[Start of section]
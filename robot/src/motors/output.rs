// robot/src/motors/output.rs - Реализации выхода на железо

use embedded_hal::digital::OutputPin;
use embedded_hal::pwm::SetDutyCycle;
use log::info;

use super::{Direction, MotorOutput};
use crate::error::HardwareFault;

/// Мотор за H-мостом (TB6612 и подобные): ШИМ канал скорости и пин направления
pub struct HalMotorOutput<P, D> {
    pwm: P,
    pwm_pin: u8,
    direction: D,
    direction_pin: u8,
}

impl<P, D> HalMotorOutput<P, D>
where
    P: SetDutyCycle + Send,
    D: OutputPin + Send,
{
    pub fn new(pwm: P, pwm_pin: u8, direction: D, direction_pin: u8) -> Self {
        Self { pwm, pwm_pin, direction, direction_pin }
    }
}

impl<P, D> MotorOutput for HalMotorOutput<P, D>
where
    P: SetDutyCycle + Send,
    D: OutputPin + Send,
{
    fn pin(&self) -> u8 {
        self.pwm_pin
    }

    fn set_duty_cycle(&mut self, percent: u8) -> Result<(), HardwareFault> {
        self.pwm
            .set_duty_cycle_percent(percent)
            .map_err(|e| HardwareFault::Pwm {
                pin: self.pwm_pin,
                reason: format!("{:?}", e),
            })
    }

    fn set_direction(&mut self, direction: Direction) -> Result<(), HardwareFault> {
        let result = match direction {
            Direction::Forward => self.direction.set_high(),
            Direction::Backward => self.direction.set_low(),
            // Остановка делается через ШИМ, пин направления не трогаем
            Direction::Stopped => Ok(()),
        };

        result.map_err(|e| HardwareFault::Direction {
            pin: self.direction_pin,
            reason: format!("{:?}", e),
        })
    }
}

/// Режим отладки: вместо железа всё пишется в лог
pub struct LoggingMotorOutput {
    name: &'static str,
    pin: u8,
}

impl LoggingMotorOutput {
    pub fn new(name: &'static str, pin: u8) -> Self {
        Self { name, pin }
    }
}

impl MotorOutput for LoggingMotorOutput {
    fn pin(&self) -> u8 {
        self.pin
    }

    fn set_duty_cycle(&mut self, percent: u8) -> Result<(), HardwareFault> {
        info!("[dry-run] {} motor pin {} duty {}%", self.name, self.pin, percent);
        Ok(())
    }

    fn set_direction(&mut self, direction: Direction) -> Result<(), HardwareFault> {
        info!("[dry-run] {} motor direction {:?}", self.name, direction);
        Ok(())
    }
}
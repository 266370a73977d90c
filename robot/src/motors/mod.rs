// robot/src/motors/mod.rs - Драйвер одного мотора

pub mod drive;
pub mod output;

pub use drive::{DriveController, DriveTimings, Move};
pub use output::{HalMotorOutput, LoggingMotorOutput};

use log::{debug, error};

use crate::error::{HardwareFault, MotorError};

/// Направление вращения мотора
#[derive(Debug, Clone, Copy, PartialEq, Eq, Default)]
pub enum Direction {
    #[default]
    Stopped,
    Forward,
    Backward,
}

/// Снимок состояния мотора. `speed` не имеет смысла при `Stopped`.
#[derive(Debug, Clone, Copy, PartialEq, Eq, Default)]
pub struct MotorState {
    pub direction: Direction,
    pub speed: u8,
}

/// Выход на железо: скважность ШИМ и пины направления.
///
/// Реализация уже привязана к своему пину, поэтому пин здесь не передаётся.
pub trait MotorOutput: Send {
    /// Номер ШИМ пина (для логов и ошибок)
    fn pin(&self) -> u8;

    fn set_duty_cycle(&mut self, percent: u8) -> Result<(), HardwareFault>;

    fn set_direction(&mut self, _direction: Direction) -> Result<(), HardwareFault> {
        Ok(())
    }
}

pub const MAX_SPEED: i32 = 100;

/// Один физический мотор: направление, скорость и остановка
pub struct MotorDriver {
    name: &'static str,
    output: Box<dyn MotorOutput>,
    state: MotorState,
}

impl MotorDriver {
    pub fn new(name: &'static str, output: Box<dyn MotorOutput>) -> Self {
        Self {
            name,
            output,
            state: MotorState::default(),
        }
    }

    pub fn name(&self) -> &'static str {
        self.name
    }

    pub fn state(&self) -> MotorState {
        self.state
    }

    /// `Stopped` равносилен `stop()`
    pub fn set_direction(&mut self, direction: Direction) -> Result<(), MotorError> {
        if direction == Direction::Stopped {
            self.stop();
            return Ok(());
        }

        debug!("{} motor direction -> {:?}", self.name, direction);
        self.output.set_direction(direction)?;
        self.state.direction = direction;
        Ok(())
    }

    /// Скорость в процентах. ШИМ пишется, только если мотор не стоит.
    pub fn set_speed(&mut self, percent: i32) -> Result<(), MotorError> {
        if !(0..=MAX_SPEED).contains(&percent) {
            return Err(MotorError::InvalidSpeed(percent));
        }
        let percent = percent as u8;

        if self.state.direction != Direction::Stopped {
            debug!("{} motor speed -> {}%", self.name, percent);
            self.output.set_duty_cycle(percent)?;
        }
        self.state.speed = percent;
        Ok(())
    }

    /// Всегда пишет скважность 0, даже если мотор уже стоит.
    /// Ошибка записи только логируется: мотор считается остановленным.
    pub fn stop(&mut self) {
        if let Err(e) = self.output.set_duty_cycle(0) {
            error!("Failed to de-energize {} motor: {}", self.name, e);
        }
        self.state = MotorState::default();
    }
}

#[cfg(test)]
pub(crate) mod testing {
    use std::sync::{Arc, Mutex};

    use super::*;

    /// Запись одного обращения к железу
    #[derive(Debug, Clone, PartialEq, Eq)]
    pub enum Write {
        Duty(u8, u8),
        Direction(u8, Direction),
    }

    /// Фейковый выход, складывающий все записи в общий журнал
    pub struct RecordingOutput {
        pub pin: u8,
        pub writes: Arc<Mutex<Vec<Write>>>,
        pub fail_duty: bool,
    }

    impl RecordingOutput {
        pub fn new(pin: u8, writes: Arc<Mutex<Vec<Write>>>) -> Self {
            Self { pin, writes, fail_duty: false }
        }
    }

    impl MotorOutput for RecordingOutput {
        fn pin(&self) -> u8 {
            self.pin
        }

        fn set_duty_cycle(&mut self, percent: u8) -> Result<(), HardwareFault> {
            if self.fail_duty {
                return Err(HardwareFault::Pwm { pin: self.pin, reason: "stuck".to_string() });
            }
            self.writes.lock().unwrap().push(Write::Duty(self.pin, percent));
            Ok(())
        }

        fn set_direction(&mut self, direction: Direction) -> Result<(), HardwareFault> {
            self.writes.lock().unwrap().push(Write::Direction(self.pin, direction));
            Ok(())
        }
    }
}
[End of section]
(Prompt): Lines with "стоит": copy every one of them from the listing above.

(Task solution):
    /// Скорость в процентах. ШИМ пишется, только если мотор не стоит.
    /// Всегда пишет скважность 0, даже если мотор уже стоит.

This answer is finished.